▶ _Exercise_: Every entry below must be reproduced exactly.

▶ _Excerpted data_:

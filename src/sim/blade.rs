// blade.rs - Grass blades
//
// Each blade is a strip of quads climbing from the bottom of the screen. The
// strip bends by an angle eased toward a wind sample, each segment turning a
// little further than the one below (`hardness`).

use core::f32::consts::FRAC_PI_2;

use crate::math::{Random, Turbulence};
use crate::vertex::BladeVertex;

/// Screen pixels per tessellation step.
pub const TESSELLATION: f32 = 0.5;
const HALF_TESSELLATION: f32 = TESSELLATION * 0.5;

/// Largest bend, radians either way.
pub const MAX_BEND: f32 = 0.09;

/// Fraction of the gap to the wind angle closed per frame.
const EASE: f32 = 0.15;

/// Texture coordinates of the six vertices in each segment.
const SEGMENT_UV: [(f32, f32); 6] = [
    (0.0, 1.0),
    (0.0, 0.0),
    (1.0, 0.0),
    (0.0, 0.0),
    (1.0, 1.0),
    (1.0, 0.0),
];

#[derive(Debug, Clone, Copy, PartialEq, Default)]
pub struct Blade {
    /// Current bend, radians.
    pub angle: f32,
    /// Segment count.
    pub segments: usize,
    pub x: f32,
    pub y: f32,
    /// Rest bend added to the wind.
    pub offset: f32,
    pub scale: f32,
    pub length_x: f32,
    pub length_y: f32,
    pub hardness: f32,
    pub hue: f32,
    pub saturation: f32,
    pub brightness: f32,
    /// Noise-space column this blade reads its wind from.
    pub turbulence_x: f32,
}

impl Blade {
    /// A random blade rooted somewhere along the bottom edge.
    pub fn random(width: f32, height: f32, rng: &mut Random) -> Self {
        let size = rng.below(4.0) + 4.0;
        let x = rng.below(width).floor();
        let steps = size / TESSELLATION;
        Self {
            angle: 0.0,
            segments: steps as usize,
            x,
            y: height,
            offset: rng.below(0.2) - 0.1,
            scale: 4.0 / steps + (rng.below(0.6) + 0.2) * TESSELLATION,
            length_x: (rng.below(4.5) + 3.0) * TESSELLATION * size,
            length_y: (rng.below(5.5) + 2.0) * TESSELLATION * size,
            hardness: (rng.below(1.0) + 0.2) * TESSELLATION,
            hue: rng.below(0.02) + 0.2,
            saturation: rng.below(0.22) + 0.78,
            brightness: rng.below(0.65) + 0.35,
            turbulence_x: x * 0.006,
        }
    }

    /// Vertices this blade writes per frame.
    pub fn vertex_count(&self) -> usize {
        self.segments * 6
    }

    /// Ease the bend toward the wind at `wind_time` (noise units).
    pub fn sway(&mut self, turbulence: &Turbulence, wind_time: f32) {
        let wind = (turbulence.sample(self.turbulence_x, wind_time, 4) - 0.5) * 0.5;
        let eased = self.angle + (wind + self.offset - self.angle) * EASE;
        self.angle = eased.clamp(-MAX_BEND, MAX_BEND);
    }

    /// Append two triangles per segment, shifted right by `x_shift` pixels.
    pub fn tessellate(&self, x_shift: f32, color: u32, out: &mut Vec<BladeVertex>) {
        let mut bottom_x = self.x + x_shift;
        let mut bottom_y = self.y;
        let mut current = FRAC_PI_2;
        let d = self.angle * self.hardness;

        for size in (1..=self.segments).rev() {
            let top_x = bottom_x - current.cos() * self.length_x;
            let top_y = bottom_y - current.sin() * self.length_y;

            let si = size as f32 * self.scale;
            let spi = si - self.scale;
            let bottom = bottom_y + HALF_TESSELLATION;

            let corners = [
                (bottom_x - si, bottom),
                (top_x - spi, top_y),
                (top_x + spi, top_y),
                (bottom_x - si, bottom),
                (top_x + spi, top_y),
                (bottom_x + si, bottom),
            ];
            out.extend(corners.iter().zip(SEGMENT_UV).map(|(&(x, y), (s, t))| BladeVertex {
                color,
                x,
                y,
                s,
                t,
            }));

            bottom_x = top_x;
            bottom_y = top_y;
            current += d;
        }
    }
}

#[cfg(test)]
mod tests {
    use super::*;

    fn upright() -> Blade {
        Blade {
            segments: 3,
            x: 100.0,
            y: 400.0,
            scale: 1.0,
            length_x: 10.0,
            length_y: 10.0,
            hardness: 0.5,
            ..Default::default()
        }
    }

    #[test]
    fn random_blades_stay_in_range() {
        let mut rng = Random::seeded(2);
        for _ in 0..200 {
            let b = Blade::random(480.0, 800.0, &mut rng);
            assert!((8..16).contains(&b.segments));
            assert!((0.0..480.0).contains(&b.x));
            assert_eq!(b.y, 800.0);
            assert!((-0.1..0.1).contains(&b.offset));
            assert!((0.2..=0.22).contains(&b.hue));
        }
    }

    #[test]
    fn upright_blade_climbs_straight() {
        let b = upright();
        let mut out = Vec::new();
        b.tessellate(0.0, 7, &mut out);
        assert_eq!(out.len(), b.vertex_count());

        // Segment tops rise by length_y each step
        for (seg, quad) in out.chunks(6).enumerate() {
            let top_y = 400.0 - 10.0 * (seg + 1) as f32;
            assert!((quad[1].y - top_y).abs() < 1e-3);
            assert!((quad[0].y - (top_y + 10.0 + 0.25)).abs() < 1e-3);
        }
        // Widest at the root, tapering
        assert!((out[0].x - 97.0).abs() < 1e-3);
        assert!((out[5].x - 103.0).abs() < 1e-3);
        assert!(out.iter().all(|v| v.color == 7));
        assert_eq!((out[4].s, out[4].t), (1.0, 1.0));
    }

    #[test]
    fn shift_moves_every_vertex() {
        let b = upright();
        let (mut a, mut c) = (Vec::new(), Vec::new());
        b.tessellate(0.0, 0, &mut a);
        b.tessellate(50.0, 0, &mut c);
        for (p, q) in a.iter().zip(&c) {
            assert!((q.x - p.x - 50.0).abs() < 1e-3);
        }
    }

    #[test]
    fn sway_is_clamped() {
        let turb = Turbulence::new(9);
        let mut b = Blade { offset: 5.0, ..upright() };
        for i in 0..100 {
            b.sway(&turb, i as f32 * 0.01);
            assert!(b.angle.abs() <= MAX_BEND);
        }
        assert!((b.angle - MAX_BEND).abs() < 1e-6);
    }
}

▶ _Expected output_:
filename src/sim/blade.rs
// blade.rs - Grass blades
//
// Each blade is a strip of quads climbing from the bottom of the screen. The
// strip bends by an angle eased toward a wind sample, each segment turning a
// little further than the one below (`hardness`).

use core::f32::consts::FRAC_PI_2;

use crate::math::{Random, Turbulence};
use crate::vertex::BladeVertex;

/// Screen pixels per tessellation step.
pub const TESSELLATION: f32 = 0.5;
const HALF_TESSELLATION: f32 = TESSELLATION * 0.5;

/// Largest bend, radians either way.
pub const MAX_BEND: f32 = 0.09;

/// Fraction of the gap to the wind angle closed per frame.
const EASE: f32 = 0.15;

/// Texture coordinates of the six vertices in each segment.
const SEGMENT_UV: [(f32, f32); 6] = [
    (0.0, 1.0),
    (0.0, 0.0),
    (1.0, 0.0),
    (0.0, 0.0),
    (1.0, 1.0),
    (1.0, 0.0),
];

#[derive(Debug, Clone, Copy, PartialEq, Default)]
pub struct Blade {
    /// Current bend, radians.
    pub angle: f32,
    /// Segment count.
    pub segments: usize,
    pub x: f32,
    pub y: f32,
    /// Rest bend added to the wind.
    pub offset: f32,
    pub scale: f32,
    pub length_x: f32,
    pub length_y: f32,
    pub hardness: f32,
    pub hue: f32,
    pub saturation: f32,
    pub brightness: f32,
    /// Noise-space column this blade reads its wind from.
    pub turbulence_x: f32,
}

impl Blade {
    /// A random blade rooted somewhere along the bottom edge.
    pub fn random(width: f32, height: f32, rng: &mut Random) -> Self {
        let size = rng.below(4.0) + 4.0;
        let x = rng.below(width).floor();
        let steps = size / TESSELLATION;
        Self {
            angle: 0.0,
            segments: steps as usize,
            x,
            y: height,
            offset: rng.below(0.2) - 0.1,
            scale: 4.0 / steps + (rng.below(0.6) + 0.2) * TESSELLATION,
            length_x: (rng.below(4.5) + 3.0) * TESSELLATION * size,
            length_y: (rng.below(5.5) + 2.0) * TESSELLATION * size,
            hardness: (rng.below(1.0) + 0.2) * TESSELLATION,
            hue: rng.below(0.02) + 0.2,
            saturation: rng.below(0.22) + 0.78,
            brightness: rng.below(0.65) + 0.35,
            turbulence_x: x * 0.006,
        }
    }

    /// Vertices this blade writes per frame.
    pub fn vertex_count(&self) -> usize {
        self.segments * 6
    }

    /// Ease the bend toward the wind at `wind_time` (noise units).
    pub fn sway(&mut self, turbulence: &Turbulence, wind_time: f32) {
        let wind = (turbulence.sample(self.turbulence_x, wind_time, 4) - 0.5) * 0.5;
        let eased = self.angle + (wind + self.offset - self.angle) * EASE;
        self.angle = eased.clamp(-MAX_BEND, MAX_BEND);
    }

    /// Append two triangles per segment, shifted right by `x_shift` pixels.
    pub fn tessellate(&self, x_shift: f32, color: u32, out: &mut Vec<BladeVertex>) {
        let mut bottom_x = self.x + x_shift;
        let mut bottom_y = self.y;
        let mut current = FRAC_PI_2;
        let d = self.angle * self.hardness;

        for size in (1..=self.segments).rev() {
            let top_x = bottom_x - current.cos() * self.length_x;
            let top_y = bottom_y - current.sin() * self.length_y;

            let si = size as f32 * self.scale;
            let spi = si - self.scale;
            let bottom = bottom_y + HALF_TESSELLATION;

            let corners = [
                (bottom_x - si, bottom),
                (top_x - spi, top_y),
                (top_x + spi, top_y),
                (bottom_x - si, bottom),
                (top_x + spi, top_y),
                (bottom_x + si, bottom),
            ];
            out.extend(corners.iter().zip(SEGMENT_UV).map(|(&(x, y), (s, t))| BladeVertex {
                color,
                x,
                y,
                s,
                t,
            }));

            bottom_x = top_x;
            bottom_y = top_y;
            current += d;
        }
    }
}

#[cfg(test)]
mod tests {
    use super::*;

    fn upright() -> Blade {
        Blade {
            segments: 3,
            x: 100.0,
            y: 400.0,
            scale: 1.0,
            length_x: 10.0,
            length_y: 10.0,
            hardness: 0.5,
            ..Default::default()
        }
    }

    #[test]
    fn random_blades_stay_in_range() {
        let mut rng = Random::seeded(2);
        for _ in 0..200 {
            let b = Blade::random(480.0, 800.0, &mut rng);
            assert!((8..16).contains(&b.segments));
            assert!((0.0..480.0).contains(&b.x));
            assert_eq!(b.y, 800.0);
            assert!((-0.1..0.1).contains(&b.offset));
            assert!((0.2..=0.22).contains(&b.hue));
        }
    }

    #[test]
    fn upright_blade_climbs_straight() {
        let b = upright();
        let mut out = Vec::new();
        b.tessellate(0.0, 7, &mut out);
        assert_eq!(out.len(), b.vertex_count());

        // Segment tops rise by length_y each step
        for (seg, quad) in out.chunks(6).enumerate() {
            let top_y = 400.0 - 10.0 * (seg + 1) as f32;
            assert!((quad[1].y - top_y).abs() < 1e-3);
            assert!((quad[0].y - (top_y + 10.0 + 0.25)).abs() < 1e-3);
        }
        // Widest at the root, tapering
        assert!((out[0].x - 97.0).abs() < 1e-3);
        assert!((out[5].x - 103.0).abs() < 1e-3);
        assert!(out.iter().all(|v| v.color == 7));
        assert_eq!((out[4].s, out[4].t), (1.0, 1.0));
    }

    #[test]
    fn shift_moves_every_vertex() {
        let b = upright();
        let (mut a, mut c) = (Vec::new(), Vec::new());
        b.tessellate(0.0, 0, &mut a);
        b.tessellate(50.0, 0, &mut c);
        for (p, q) in a.iter().zip(&c) {
            assert!((q.x - p.x - 50.0).abs() < 1e-3);
        }
    }

    #[test]
    fn sway_is_clamped() {
        let turb = Turbulence::new(9);
        let mut b = Blade { offset: 5.0, ..upright() };
        for i in 0..100 {
            b.sway(&turb, i as f32 * 0.01);
            assert!(b.angle.abs() <= MAX_BEND);
        }
        assert!((b.angle - MAX_BEND).abs() < 1e-6);
    }
}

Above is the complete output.